数年前ある心理的危機に直面し自殺衝動に駆られたことがあります。何とか衝動に持ちこたえて数時間眠ることができたのですが、その際に次のような夢を見ました。
冬のシベリアで遭難。このままでは凍死してしまうので場所を移動することにする。幸い湖が凍っていない。このまま反対岸まで渡りきれば町があるはずなので助かるに違いない。
湖の水は肌を突き刺すような冷たさだったが我慢してなんとか渡りきる…

躁的防衛の夢:

零度に近い冷たさの湖を泳いで渡る、しかも金づちの私が…現実ではまずあり得ない話です。
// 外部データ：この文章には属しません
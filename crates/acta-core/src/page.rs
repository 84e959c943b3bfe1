//! Pagination types shared by every list/search operation.
//!
//! Pages are 1-based. `total` is always counted over the *filtered* set, not
//! the unfiltered table, so `page_count` is meaningful to callers rendering
//! pagers.

use serde::{Deserialize, Serialize};

use crate::{Error, Result};

// ─── PageRequest ─────────────────────────────────────────────────────────────

/// A validated page request: `page_number >= 1`, `page_size > 0`.
#[derive(Debug, Clone, Copy, PartialEq, Eq, Serialize, Deserialize)]
pub struct PageRequest {
  page_number: u32,
  page_size:   u32,
}

impl PageRequest {
  pub const DEFAULT_PAGE_SIZE: u32 = 20;

  pub fn new(page_number: u32, page_size: u32) -> Result<Self> {
    if page_number < 1 {
      return Err(Error::InvalidPage("page_number must be >= 1".into()));
    }
    if page_size < 1 {
      return Err(Error::InvalidPage("page_size must be > 0".into()));
    }
    Ok(Self { page_number, page_size })
  }

  /// Page 1 with the default size.
  pub fn first() -> Self {
    Self { page_number: 1, page_size: Self::DEFAULT_PAGE_SIZE }
  }

  pub fn page_number(&self) -> u32 { self.page_number }

  pub fn page_size(&self) -> u32 { self.page_size }

  /// Number of records to skip before this page starts.
  pub fn offset(&self) -> u64 {
    u64::from(self.page_number - 1) * u64::from(self.page_size)
  }
}

impl Default for PageRequest {
  fn default() -> Self { Self::first() }
}

// ─── Page ────────────────────────────────────────────────────────────────────

/// One page of results plus the total size of the filtered set.
#[derive(Debug, Clone, Serialize, Deserialize)]
pub struct Page<T> {
  pub items:       Vec<T>,
  pub total:       u64,
  pub page_number: u32,
  pub page_size:   u32,
}

impl<T> Page<T> {
  pub fn new(items: Vec<T>, total: u64, request: PageRequest) -> Self {
    Self {
      items,
      total,
      page_number: request.page_number(),
      page_size: request.page_size(),
    }
  }

  /// Total number of pages for the filtered set.
  pub fn page_count(&self) -> u64 {
    self.total.div_ceil(u64::from(self.page_size))
  }
}

#[cfg(test)]
mod tests {
  use proptest::prelude::*;

  use super::*;

  #[test]
  fn rejects_zero_page_number_and_size() {
    assert!(PageRequest::new(0, 10).is_err());
    assert!(PageRequest::new(1, 0).is_err());
    assert!(PageRequest::new(1, 1).is_ok());
  }

  #[test]
  fn offset_is_zero_based() {
    let req = PageRequest::new(3, 25).unwrap();
    assert_eq!(req.offset(), 50);
  }

  proptest! {
    // Walking every page of an N-item filtered set covers each item exactly
    // once: no duplicates, no gaps.
    #[test]
    fn pages_partition_the_filtered_set(
      total in 0u64..10_000,
      size in 1u32..500,
    ) {
      let page = Page::<u64> {
        items:       Vec::new(),
        total,
        page_number: 1,
        page_size:   size,
      };
      let pages = page.page_count();

      let mut covered = 0u64;
      for number in 1..=pages {
        let req = PageRequest::new(number as u32, size).unwrap();
        prop_assert_eq!(req.offset(), covered);
        covered += (total - req.offset()).min(u64::from(size));
      }
      prop_assert_eq!(covered, total);
    }
  }
}
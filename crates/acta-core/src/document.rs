//! Notarized-document records.
//!
//! The `transaction_code` is the unique business identifier for a document,
//! distinct from its internal UUID. The `created_date` is the business date
//! of the notarization event — distinct from the `created_at`/`updated_at`
//! audit timestamps.

use chrono::{DateTime, NaiveDate, Utc};
use serde::{Deserialize, Serialize};
use uuid::Uuid;

use crate::{
  Error, Result,
  link::{PartyRole, SignatureStatus},
};

// ─── Document ────────────────────────────────────────────────────────────────

/// A notarized-document record. Party links and file attachments hang off it
/// and are cascade-deleted with it.
#[derive(Debug, Clone, Serialize, Deserialize)]
pub struct Document {
  pub document_id:      Uuid,
  /// Unique across all documents; enforced by the storage layer.
  pub transaction_code: String,
  pub secretary:        Option<String>,
  pub notary_public:    Option<String>,
  pub document_type:    Option<String>,
  pub description:      Option<String>,
  /// Business date of the notarization event.
  pub created_date:     NaiveDate,
  pub created_at:       DateTime<Utc>,
  pub updated_at:       DateTime<Utc>,
}

// ─── Party declaration ───────────────────────────────────────────────────────

/// One party declared at document-creation time.
#[derive(Debug, Clone, Serialize, Deserialize)]
pub struct PartySpec {
  pub customer_id: Uuid,
  pub role:        PartyRole,
  /// Defaults to today (UTC) when unspecified.
  #[serde(default)]
  pub notary_date: Option<NaiveDate>,
  /// Defaults to [`SignatureStatus::Pending`].
  #[serde(default)]
  pub signature_status: Option<SignatureStatus>,
}

// ─── NewDocument ─────────────────────────────────────────────────────────────

/// Input to document creation. The store validates that every declared
/// customer exists and that the role quorum below is met before persisting
/// anything.
#[derive(Debug, Clone, Serialize, Deserialize)]
pub struct NewDocument {
  pub transaction_code: String,
  #[serde(default)]
  pub secretary:        Option<String>,
  #[serde(default)]
  pub notary_public:    Option<String>,
  #[serde(default)]
  pub document_type:    Option<String>,
  #[serde(default)]
  pub description:      Option<String>,
  /// Defaults to today (UTC) when unspecified.
  #[serde(default)]
  pub created_date:     Option<NaiveDate>,
  pub parties:          Vec<PartySpec>,
}

impl NewDocument {
  /// A document is only valid with at least one PartyA and one PartyB.
  ///
  /// This used to be a form-level rule in the consuming UI; it is enforced
  /// here so no caller can create a one-sided document.
  pub fn check_role_quorum(&self) -> Result<()> {
    for required in [PartyRole::PartyA, PartyRole::PartyB] {
      if !self.parties.iter().any(|p| p.role == required) {
        return Err(Error::MissingRole(required));
      }
    }
    Ok(())
  }
}

// ─── DocumentUpdate ──────────────────────────────────────────────────────────

/// Full overwrite of a document's mutable fields. Party links are managed
/// through the link operations, not through update.
#[derive(Debug, Clone, Serialize, Deserialize)]
pub struct DocumentUpdate {
  pub transaction_code: String,
  #[serde(default)]
  pub secretary:        Option<String>,
  #[serde(default)]
  pub notary_public:    Option<String>,
  #[serde(default)]
  pub document_type:    Option<String>,
  #[serde(default)]
  pub description:      Option<String>,
  pub created_date:     NaiveDate,
}
//! The `RecordStore` trait and supporting query types.
//!
//! The trait is implemented by storage backends (e.g. `acta-store-sqlite`).
//! Higher layers (`acta-api`, `acta-server`) depend on this abstraction, not
//! on any concrete backend.

use std::future::Future;

use chrono::NaiveDate;
use uuid::Uuid;

use crate::{
  customer::{Customer, NaturalKeyKind, NaturalKeys, NewCustomer},
  document::{Document, DocumentUpdate, NewDocument},
  file::{FileRecord, NewFileRecord},
  link::{LinkedParty, NewPartyLink, PartyEngagement, PartyLink, SignatureStatus},
  page::{Page, PageRequest},
};

// ─── Query type ──────────────────────────────────────────────────────────────

/// Parameters for [`RecordStore::search_documents`].
///
/// `text` is a single substring filter applied across the document's own
/// fields (transaction code, notary, secretary, type, description) *and*
/// the names and natural keys of its linked customers — one logical search
/// spanning the join.
#[derive(Debug, Clone, Default)]
pub struct DocumentQuery {
  pub text: Option<String>,
  pub page: PageRequest,
}

// ─── Trait ───────────────────────────────────────────────────────────────────

/// Abstraction over an Acta record store backend.
///
/// Uniform semantics across implementations:
/// - delete/unlink of a missing target is an idempotent no-op;
/// - update of a missing target raises a NotFound-kind error;
/// - uniqueness (natural keys, transaction codes, party edges) is enforced
///   by the backend itself and surfaces as a Conflict-kind error, never by
///   caller-side check-then-create;
/// - list/search results are newest-`created_date`-first unless a method
///   documents otherwise.
///
/// All methods return `Send` futures so the trait can be used in
/// multi-threaded async runtimes (e.g. tokio with `axum`).
pub trait RecordStore: Send + Sync {
  type Error: std::error::Error
    + Into<crate::Error>
    + Send
    + Sync
    + 'static;

  // ── Customers ─────────────────────────────────────────────────────────

  /// Create and persist a customer. Natural keys are normalized before
  /// insert; a colliding non-empty key fails with a Conflict-kind error.
  fn create_customer(
    &self,
    input: NewCustomer,
  ) -> impl Future<Output = Result<Customer, Self::Error>> + Send + '_;

  /// Retrieve a customer by ID. Returns `None` if not found.
  fn get_customer(
    &self,
    id: Uuid,
  ) -> impl Future<Output = Result<Option<Customer>, Self::Error>> + Send + '_;

  /// Point lookup by one natural-key kind. At most one match thanks to the
  /// storage-level uniqueness constraint.
  fn get_customer_by_natural_key(
    &self,
    kind: NaturalKeyKind,
    value: String,
  ) -> impl Future<Output = Result<Option<Customer>, Self::Error>> + Send + '_;

  /// The advisory duplicate check: existing customers sharing at least one
  /// non-empty natural key with `keys`, deduplicated by customer ID. All
  /// keys empty is not an error — it returns the empty set.
  fn find_duplicates(
    &self,
    keys: NaturalKeys,
  ) -> impl Future<Output = Result<Vec<Customer>, Self::Error>> + Send + '_;

  /// Substring search across all three natural-key columns, union of the
  /// per-column matches.
  fn search_customers_by_identity(
    &self,
    needle: String,
  ) -> impl Future<Output = Result<Vec<Customer>, Self::Error>> + Send + '_;

  /// All customers, paginated, newest first.
  fn list_customers(
    &self,
    page: PageRequest,
  ) -> impl Future<Output = Result<Page<Customer>, Self::Error>> + Send + '_;

  /// Full overwrite of the mutable fields; bumps `updated_at`.
  fn update_customer(
    &self,
    id: Uuid,
    input: NewCustomer,
  ) -> impl Future<Output = Result<Customer, Self::Error>> + Send + '_;

  /// Idempotent. Fails with a Conflict-kind error while the customer still
  /// has party links — links are never silently orphaned.
  fn delete_customer(
    &self,
    id: Uuid,
  ) -> impl Future<Output = Result<(), Self::Error>> + Send + '_;

  fn customer_exists(
    &self,
    id: Uuid,
  ) -> impl Future<Output = Result<bool, Self::Error>> + Send + '_;

  // ── Documents ─────────────────────────────────────────────────────────

  /// Create a document together with its declared party links.
  ///
  /// Preconditions, checked in order: every referenced customer exists; at
  /// least one PartyA and one PartyB are declared; the transaction code is
  /// not taken.
  fn create_document(
    &self,
    input: NewDocument,
  ) -> impl Future<Output = Result<(Document, Vec<PartyLink>), Self::Error>>
  + Send
  + '_;

  fn get_document(
    &self,
    id: Uuid,
  ) -> impl Future<Output = Result<Option<Document>, Self::Error>> + Send + '_;

  fn get_document_by_code(
    &self,
    code: String,
  ) -> impl Future<Output = Result<Option<Document>, Self::Error>> + Send + '_;

  /// Documents where a link exists for the customer, newest first.
  fn documents_for_customer(
    &self,
    customer_id: Uuid,
    page: PageRequest,
  ) -> impl Future<Output = Result<Page<Document>, Self::Error>> + Send + '_;

  /// See [`DocumentQuery`].
  fn search_documents(
    &self,
    query: DocumentQuery,
  ) -> impl Future<Output = Result<Page<Document>, Self::Error>> + Send + '_;

  /// Documents with at least one party link whose `notary_date` falls in
  /// `[from, to]` — the filter is on the links' dates, not the document's
  /// own `created_date`.
  fn documents_by_notary_date(
    &self,
    from: NaiveDate,
    to: NaiveDate,
    page: PageRequest,
  ) -> impl Future<Output = Result<Page<Document>, Self::Error>> + Send + '_;

  fn list_documents(
    &self,
    page: PageRequest,
  ) -> impl Future<Output = Result<Page<Document>, Self::Error>> + Send + '_;

  /// Full overwrite of the mutable fields; bumps `updated_at`. Changing the
  /// transaction code to a taken one fails with a Conflict-kind error.
  fn update_document(
    &self,
    id: Uuid,
    input: DocumentUpdate,
  ) -> impl Future<Output = Result<Document, Self::Error>> + Send + '_;

  /// Idempotent. Cascades the document's party links and file metadata.
  fn delete_document(
    &self,
    id: Uuid,
  ) -> impl Future<Output = Result<(), Self::Error>> + Send + '_;

  // ── Party links ───────────────────────────────────────────────────────

  /// Create one association edge. The customer and document must both
  /// exist (Validation-kind error otherwise); a second edge for the same
  /// pair fails with a Conflict-kind error.
  fn link_party(
    &self,
    input: NewPartyLink,
  ) -> impl Future<Output = Result<PartyLink, Self::Error>> + Send + '_;

  /// Delete one edge by composite key. The customer must still exist
  /// (Validation-kind error otherwise); a missing edge is a silent no-op.
  fn unlink_party(
    &self,
    document_id: Uuid,
    customer_id: Uuid,
  ) -> impl Future<Output = Result<(), Self::Error>> + Send + '_;

  /// Edges of one document, ordered by role then customer name.
  fn links_for_document(
    &self,
    document_id: Uuid,
  ) -> impl Future<Output = Result<Vec<LinkedParty>, Self::Error>> + Send + '_;

  /// Edges of one customer, ordered by `notary_date` descending then role.
  fn links_for_customer(
    &self,
    customer_id: Uuid,
  ) -> impl Future<Output = Result<Vec<PartyEngagement>, Self::Error>>
  + Send
  + '_;

  /// Cross-reference search: the edges of every document jointly linked to
  /// two or more *distinct* customers from `customer_ids` (a customer
  /// appearing twice in the input counts once). Only edges belonging to
  /// customers in the input set are returned, ordered by `notary_date`
  /// descending then transaction code.
  fn cross_reference(
    &self,
    customer_ids: Vec<Uuid>,
  ) -> impl Future<Output = Result<Vec<PartyEngagement>, Self::Error>>
  + Send
  + '_;

  /// Update semantics: a missing edge raises a NotFound-kind error.
  fn set_signature_status(
    &self,
    document_id: Uuid,
    customer_id: Uuid,
    status: SignatureStatus,
  ) -> impl Future<Output = Result<PartyLink, Self::Error>> + Send + '_;

  // ── Files ─────────────────────────────────────────────────────────────

  /// Record attachment metadata. The document must exist (Validation-kind
  /// error otherwise). Call only after the bytes are in the blob store.
  fn add_file(
    &self,
    input: NewFileRecord,
  ) -> impl Future<Output = Result<FileRecord, Self::Error>> + Send + '_;

  fn get_file(
    &self,
    id: Uuid,
  ) -> impl Future<Output = Result<Option<FileRecord>, Self::Error>> + Send + '_;

  /// Attachments of one document, newest first.
  fn files_for_document(
    &self,
    document_id: Uuid,
  ) -> impl Future<Output = Result<Vec<FileRecord>, Self::Error>> + Send + '_;

  /// Idempotent. Removes metadata only; the bytes in the blob store are the
  /// caller's to clean up.
  fn delete_file(
    &self,
    id: Uuid,
  ) -> impl Future<Output = Result<(), Self::Error>> + Send + '_;

  /// Update semantics: a missing file raises a NotFound-kind error.
  fn set_file_signature(
    &self,
    id: Uuid,
    signature: String,
  ) -> impl Future<Output = Result<FileRecord, Self::Error>> + Send + '_;
}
したがってこの夢は、泳げないことなどの都合の悪い現実を一切無視(否認)し、空想上の万能感で満たされた、躁的防衛の色合いが強い夢となっています。

躁的防衛とは:

躁的防衛とは心理的な危機に対処するための心の働き(精神分析理論における防衛機制)の一つで、物事の中の自分にとって都合の良い面だけに目を向け、都合の悪い面はすべて無視(否認)することによって、あたかもそれを限りなく価値があるものと思い込む無意識の心の作用をさします。
ことわざの「隣の芝生は青く見える」の心理にもこの躁的防衛が働いていると考えられます。

躁的防衛の夢による自殺回避:

このように躁的防衛という非常に原始的な防衛機制に彩られた夢ですが、このときの私には非常にありがたく感じられました。なぜなら夢から覚めた直後に「(夢の中でとはいえ)金づちの私が冬の湖を渡りきることができたのだから、きっと何とかなる」と思え、急に希望が湧いてきて自殺を回避できたためです。
一般的に躁的防衛は多用されると現実認知を極度に歪めかねない防衛機制ですが、今回の自殺衝動のような深刻な精神的危機に見舞われた場合には、むしろ危機を回避し心の大きな支えとなる力を秘めているようです。